LOMBOKSATU.com – Bupati Lombok Timur menggela rapat secara hybrid dengan mengundang semua jajarannya hingga kepala desa, Selasa (06/09/2022).
Rapat itu guna menindaklanjuti rapat koordinasi dengan Mendagri sehari sebelumnya yang membahas soal bantuan sosial akibat kenaikan BBM.
Rapat dibuka dengan penjelasan Kepala BPS Lalu Putradi yang menjelaskan inflasi di daerah ini yang didasarkan penghitungan inflasi Kota Mataram.
Ia memperkirakan inflasi pada September dapat mencapai di atas tujuh persen, sebab Agustus lalu, sebelum kenaikan harga BBM, inflasi mencapai empat persen.
Sementara Kepala Dinas Sosial Suroto menerangkan mekanisme dan penerima bantuan sebagai pengalihan subsidi BBM ini.
Menurutnya, semua masyarakat dapat mengakses bantuan sosial yang disediakan Pemerintah, asalkan masuk dalam basis data terpadu kesejahteraan sosial (DTKS).
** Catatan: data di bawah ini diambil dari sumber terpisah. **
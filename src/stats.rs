//! Numbers derived from a split journal, handed to templates.

use std::collections::BTreeSet;

use serde::Serialize;

use crate::{date::parse_date, journal::TodoJournal};

#[derive(Clone, Debug, Default, Eq, PartialEq, Serialize)]
pub struct Stats {
	/// Open items, nested ones included.
	pub open_count: usize,
	/// Items on the completed side, nested ones included.
	pub completed_count: usize,
	/// Distinct day dates found on either side, ascending.
	pub dates: Vec<String>,
	/// Smallest of `dates`, empty when there are none.
	pub earliest_date: String,
	/// Days from `earliest_date` to the reference date, never negative.
	pub days_span: i64,
}

impl Stats {
	pub fn compute(completed: &TodoJournal, open: &TodoJournal, reference_date: &str) -> Self {
		let dates: BTreeSet<&str> = completed.days.iter().chain(&open.days).map(|day| day.date.as_str()).collect();
		// the fixed layout makes lexical order chronological
		let earliest_date = dates.first().map(|d| d.to_string()).unwrap_or_default();

		Self {
			open_count: open.item_count(),
			completed_count: completed.item_count(),
			days_span: days_between(&earliest_date, reference_date),
			dates: dates.into_iter().map(str::to_owned).collect(),
			earliest_date,
		}
	}
}

/// Whole days from `from` to `to`; 0 when either is invalid or `to` comes first.
fn days_between(from: &str, to: &str) -> i64 {
	let (Ok(from), Ok(to)) = (parse_date(from), parse_date(to)) else {
		return 0;
	};
	match from.until(to) {
		Ok(span) => i64::from(span.get_days()).max(0),
		Err(e) => {
			tracing::debug!(error = %e, "failed to compute day span");
			0
		}
	}
}
//! Strict `YYYY-MM-DD` dates.

use std::sync::LazyLock;

use jiff::civil::Date;
use miette::Diagnostic;
use regex::Regex;

use crate::dialect::DATE_FORMAT;

static DATE_LAYOUT: LazyLock<Regex> = LazyLock::new(|| Regex::new(r"^\d{4}-\d{2}-\d{2}$").unwrap());
static DATE_TAG: LazyLock<Regex> = LazyLock::new(|| Regex::new(r"#\d{4}-\d{2}-\d{2}").unwrap());

#[derive(Debug, Diagnostic, thiserror::Error)]
pub enum DateError {
	#[error("date '{input}' is not in YYYY-MM-DD form")]
	#[diagnostic(code(rollover::date::layout), help("write dates as e.g. 2025-06-19"))]
	Layout { input: String },

	#[error("date '{input}' is not a real calendar date")]
	#[diagnostic(code(rollover::date::calendar))]
	Calendar {
		input: String,
		#[source]
		source: jiff::Error,
	},
}

/// Validate `s` against the fixed layout and the calendar.
///
/// Anything but exactly `YYYY-MM-DD` is rejected, even when it would name a real day.
pub fn parse_date(s: &str) -> Result<Date, DateError> {
	if !DATE_LAYOUT.is_match(s) {
		return Err(DateError::Layout { input: s.to_owned() });
	}
	Date::strptime(DATE_FORMAT, s).map_err(|source| DateError::Calendar { input: s.to_owned(), source })
}

/// Format a date the way it appears in journals.
pub fn format_date(date: Date) -> String {
	date.strftime(DATE_FORMAT).to_string()
}

/// Whether `text` already carries a `#YYYY-MM-DD` tag.
pub fn has_date_tag(text: &str) -> bool {
	DATE_TAG.is_match(text)
}
use std::path::{Path, PathBuf};

use color_eyre::eyre::{Result, WrapErr as _};
use rollover::{RolloverOptions, dialect::TODOS_SECTION};
use serde::Deserialize;
use smart_default::SmartDefault;

static APP_NAME: &str = "rollover";
static ENV_PREFIX: &str = "ROLLOVER";

#[derive(Clone, Debug, Deserialize, SmartDefault)]
#[serde(default)]
pub struct AppConfig {
	/// Directory holding one `<YYYY-MM-DD>.<extension>` file per day.
	#[default(_code = "PathBuf::from(\".\")")]
	pub journal_dir: PathBuf,
	/// Title of the header whose body holds the todos.
	#[default(TODOS_SECTION.to_owned())]
	pub section: String,
	#[default = "md"]
	pub extension: String,
	/// Template for newly created day files; the built-in one when unset.
	pub template: Option<PathBuf>,
	/// Copy the original file to `<file>.bak` before rewriting it.
	#[default(true)]
	pub backup: bool,
	#[default(true)]
	pub tag_open_sub_items: bool,
}

impl AppConfig {
	/// Layer defaults, the config file, then `ROLLOVER__*` environment variables.
	///
	/// An explicitly passed file must exist; the XDG one is optional.
	pub fn load(explicit: Option<&Path>) -> Result<Self> {
		let mut builder = config::Config::builder();
		match explicit {
			Some(path) => builder = builder.add_source(config::File::from(path).required(true)),
			None =>
				if let Some(path) = xdg::BaseDirectories::with_prefix(APP_NAME).find_config_file("config.toml") {
					tracing::debug!(path = %path.display(), "using config file");
					builder = builder.add_source(config::File::from(path).required(false));
				},
		}
		builder = builder.add_source(config::Environment::with_prefix(ENV_PREFIX).prefix_separator("__").separator("__"));

		let settings = builder.build().wrap_err("The config file is not correctly formatted TOML")?;
		settings.try_deserialize().wrap_err("Config is missing or mistypes some of its fields")
	}

	pub fn rollover_options(&self) -> RolloverOptions {
		RolloverOptions {
			tag_open_sub_items: self.tag_open_sub_items,
		}
	}

	/// Path of the journal file for `date`.
	pub fn day_path(&self, date: &str) -> PathBuf {
		self.journal_dir.join(format!("{date}.{}", self.extension))
	}
}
Lebih dari 104 ribu masyarakat Lombok Timur akan menerima bantuan pengalihan subsidi BBM. Akan tetapi jumlah tersebut masih belum final, menunggu data by name by address (BNBA) dari Kementerian Sosial.
Dana tersebut akan disalurkan melalui PT Pos dua kali untuk empat bulan, yaitu bulan September untuk September – Oktober, dan bulan Desember untuk November – Desember.
Pihak PT Pos memastikan penyaluran akan dilakukan melalui kantor pos di setiap kecamatan. Masyarakat juga sudah dijadwalkan, sehingga tidak akan ada penumpukan atau antrian panjang.
Hal tersebut menjawab permintaan bupati yang tidak menginginkan masyarakat penerima bantuan tidak mengalami kesulitan.